▸ WORK REQUEST
Across all entries below, how many lines include "Wave"? Answer with the number alone.

▸ INPUT DATA

★ ★ ★ ★ ★

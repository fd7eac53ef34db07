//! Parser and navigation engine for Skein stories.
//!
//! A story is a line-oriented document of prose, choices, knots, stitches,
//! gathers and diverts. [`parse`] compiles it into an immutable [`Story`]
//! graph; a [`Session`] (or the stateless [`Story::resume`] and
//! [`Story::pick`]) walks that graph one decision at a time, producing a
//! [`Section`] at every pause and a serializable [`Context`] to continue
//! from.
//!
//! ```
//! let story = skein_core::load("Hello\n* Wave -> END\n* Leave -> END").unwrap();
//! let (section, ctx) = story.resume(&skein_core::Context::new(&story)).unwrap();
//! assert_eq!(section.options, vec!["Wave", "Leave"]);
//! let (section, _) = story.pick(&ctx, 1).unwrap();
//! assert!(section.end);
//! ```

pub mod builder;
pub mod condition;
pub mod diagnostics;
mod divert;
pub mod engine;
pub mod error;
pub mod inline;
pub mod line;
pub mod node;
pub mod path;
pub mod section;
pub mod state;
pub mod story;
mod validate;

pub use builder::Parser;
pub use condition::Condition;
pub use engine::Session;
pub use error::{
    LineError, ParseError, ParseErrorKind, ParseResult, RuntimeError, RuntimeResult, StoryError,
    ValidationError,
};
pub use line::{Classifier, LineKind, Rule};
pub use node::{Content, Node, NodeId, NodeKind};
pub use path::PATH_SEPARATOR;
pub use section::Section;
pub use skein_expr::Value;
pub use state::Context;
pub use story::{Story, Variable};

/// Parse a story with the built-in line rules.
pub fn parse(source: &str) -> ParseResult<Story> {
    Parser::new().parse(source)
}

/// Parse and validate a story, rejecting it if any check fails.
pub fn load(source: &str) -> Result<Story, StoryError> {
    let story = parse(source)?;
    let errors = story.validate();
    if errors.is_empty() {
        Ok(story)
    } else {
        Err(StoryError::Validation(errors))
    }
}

★ ★ ★ ★ ★

▸ ANSWER SECTION
2